Gemma Bowes 

Let’s go to … Birmingham

It’s the perfect city to hit for the January sales, but Brum also has loads of culture and a great restaurant scene to explore once you’ve finished shopping
  
  

Library of Birmingham, which opened in 2013
The Library of Birmingham, which opened in 2013. Photograph: David Sillitoe

Why now?
Brum is a great city to head to for the January sales, with a huge number of shops to trawl. Add into the mix fun and varied restaurants and nightlife, plus a decent arts scene, and this unfairly maligned city ticks all the boxes for an indulgent quick break, as well as being widely accessible for a large proportion of the population.

How do I approach the shopping then?
Bargain clothes can be hunted down at the iconic Bullring, one of Britain’s most popular shopping centres, home to 160 of the usual high street suspects, from Topshop to Selfridges. Sort through discounted designer wear at The Mailbox, an old Royal Mail sorting office turned designer mall, featuring Harvey Nichols, Hugo Boss and Emporio Armani. Or for something more original head to Disorder, a cool independent boutique, just off New Street; down to Digbeth to snoop around the Custard Factory (including the Sunday flea market), with shops such as Cow Vintage Clothing; or the Great Western Arcade, a restored Victorian gem with a wide variety of retailers – everything from designer shops to cigar and whisky parlours. A handful of beauty bars in the stores, and a spa within the Malmaison hotel – also inside the complex – offer a time out from scrabbling among the rails. Another top place to relax is The Spa at The Cube, where a day pass to access the pool, saunas and salt room starts at £35.

What’s new?
Later this year yet another colossal shopping centre will open, above the revamped New Street station: Grand Central Birmingham will hold 40 shops, including the largest John Lewis outside London.

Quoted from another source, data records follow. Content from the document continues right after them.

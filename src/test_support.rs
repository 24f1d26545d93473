// Helpers partagés par les tests (base SQLite en mémoire + jeux de données)

use chrono::Utc;
use rust_decimal::Decimal;
use sea_orm::*;

use crate::db;
use crate::models::investor_transaction::{LedgerAccount, TransactionType};
use crate::models::users::Role;
use crate::models::{equipment, investor, product, product_variant, users};
use crate::services::ledger_service::{LedgerEntry, LedgerService, TotalsDelta};
use crate::utils::jwt::{self, JwtConfig};

/// Une seule connexion: chaque connexion SQLite en mémoire est une base distincte
pub async fn setup_db() -> DatabaseConnection {
    let mut options = ConnectOptions::new("sqlite::memory:".to_string());
    options
        .max_connections(1)
        .min_connections(1)
        .sqlx_logging(false);

    let db = Database::connect(options).await.unwrap();
    db::sync_schema(&db).await.unwrap();
    db
}

pub fn jwt_config() -> JwtConfig {
    JwtConfig {
        secret: "test-secret".to_string(),
        ttl_hours: 1,
    }
}

pub fn token_for(user: &users::Model) -> String {
    jwt::generate_token(&jwt_config(), user.id, &user.username, user.role).unwrap()
}

async fn seed_user(db: &DatabaseConnection, username: &str, role: Role) -> users::Model {
    users::ActiveModel {
        username: Set(username.to_string()),
        password_hash: Set("pbkdf2:sha256:1000$seed$00".to_string()),
        role: Set(role),
        created_at: Set(Utc::now()),
        ..Default::default()
    }
        .insert(db)
        .await
        .unwrap()
}

pub async fn seed_admin(db: &DatabaseConnection, username: &str) -> users::Model {
    seed_user(db, username, Role::Admin).await
}

/// Investisseur (contrat non accepté, KYC pending). Le cash initial passe
/// par le journal comme un dépôt, pour que reconcile reste cohérent.
pub async fn seed_investor(db: &DatabaseConnection, username: &str, cash: Decimal) -> investor::Model {
    let user = seed_user(db, username, Role::Investor).await;
    let now = Utc::now();

    let investor = investor::ActiveModel {
        user_id: Set(user.id),
        full_name: Set(username.to_string()),
        phone: Set(None),
        cash_balance: Set(Decimal::ZERO),
        profit_balance: Set(Decimal::ZERO),
        total_invested: Set(Decimal::ZERO),
        total_profit: Set(Decimal::ZERO),
        total_withdrawn: Set(Decimal::ZERO),
        kyc_status: Set(investor::KycStatus::Pending),
        agreement_accepted: Set(false),
        agreement_accepted_at: Set(None),
        created_at: Set(now),
        updated_at: Set(now),
        ..Default::default()
    }
        .insert(db)
        .await
        .unwrap();

    if cash.is_zero() {
        return investor;
    }

    LedgerService::post(
        db,
        LedgerEntry {
            investor_id: investor.id,
            transaction_type: TransactionType::Deposit,
            account: LedgerAccount::Cash,
            amount: cash,
            description: "Initial deposit".to_string(),
            reference: None,
            performed_by: None,
        },
        TotalsDelta { invested: cash, ..Default::default() },
    )
        .await
        .unwrap()
        .investor
}

pub async fn seed_product(db: &DatabaseConnection, name: &str, track_inventory: bool, stock: i32) -> product::Model {
    product::ActiveModel {
        name: Set(name.to_string()),
        price: Set(Decimal::ONE_HUNDRED),
        track_inventory: Set(track_inventory),
        stock_quantity: Set(stock),
        ..Default::default()
    }
        .insert(db)
        .await
        .unwrap()
}

pub async fn seed_variant(db: &DatabaseConnection, product_id: i32, name: &str, stock: i32) -> product_variant::Model {
    product_variant::ActiveModel {
        product_id: Set(product_id),
        name: Set(name.to_string()),
        stock_quantity: Set(stock),
        ..Default::default()
    }
        .insert(db)
        .await
        .unwrap()
}

pub async fn seed_equipment(db: &DatabaseConnection, name: &str, purchase_price: Decimal) -> equipment::Model {
    equipment::ActiveModel {
        name: Set(name.to_string()),
        purchase_price: Set(purchase_price),
        status: Set("active".to_string()),
        created_at: Set(Utc::now()),
        ..Default::default()
    }
        .insert(db)
        .await
        .unwrap()
}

What to do once I’m done with shopping?

For culture head to the Library of Birmingham, which opened in 2013. Its flamboyant facade divides opinion (it looks like an enormous present wrapped in gold Christmas paper) but the view over the city from the rooftop is fabulous. For more fresh air, with stops for tea or beers, walk by the canal from nearby Brindley Place; or for more culture the Ikon gallery is celebrating its 50th anniversary with a series of special exhibitions and events. Edible Eastside is an urban garden project in Digbeth combining gardening and art; its monthly First Friday event hosts a mini food fair and outdoor film screenings.

Anywhere to stay for under £100?
Of course! Bloc is a budget hotel with small but sort-of stylish rooms, with king-size pocket-sprung beds and wet rooms. Most standard doubles are between £40-£55 a night through January.

What’s for dinner?
Relative newcomer Adam’s is already Michelin-starred (one of four in the city) and has a three-course lunchtime tasting menu for £32. Then there’s La Tour hotel’s new steak place, La Tour Grill; Sabai Sabai for Thai; and about a zillion other good options too.

Where do I party

For drinks in the Jewellery Quarter, the Rose Villa Tavern is a creative take on the classic pub, with Victorian stained-glass windows and green tiling offset by madcap touches such as fairy-lit tree branches, antler chandeliers and a red phone box. In the city centre, the Jekyll and Hyde serves cocktails in anything but glasses in its Alice in Wonderland-themed garden and obsessively well-stocked gin parlour. For live music there’s Jools Holland’s Jam House (also in the Jewellery Quarter) or the Bull’s Head in Moseley; the gay quarter is just south of the city centre; or try Scandi bar Nörjske in Edgbaston.

Do I need a car?
Nope. It’s one of the best connected cities in the country for rail passengers, though it’s easy to find on a map too if you want to drive.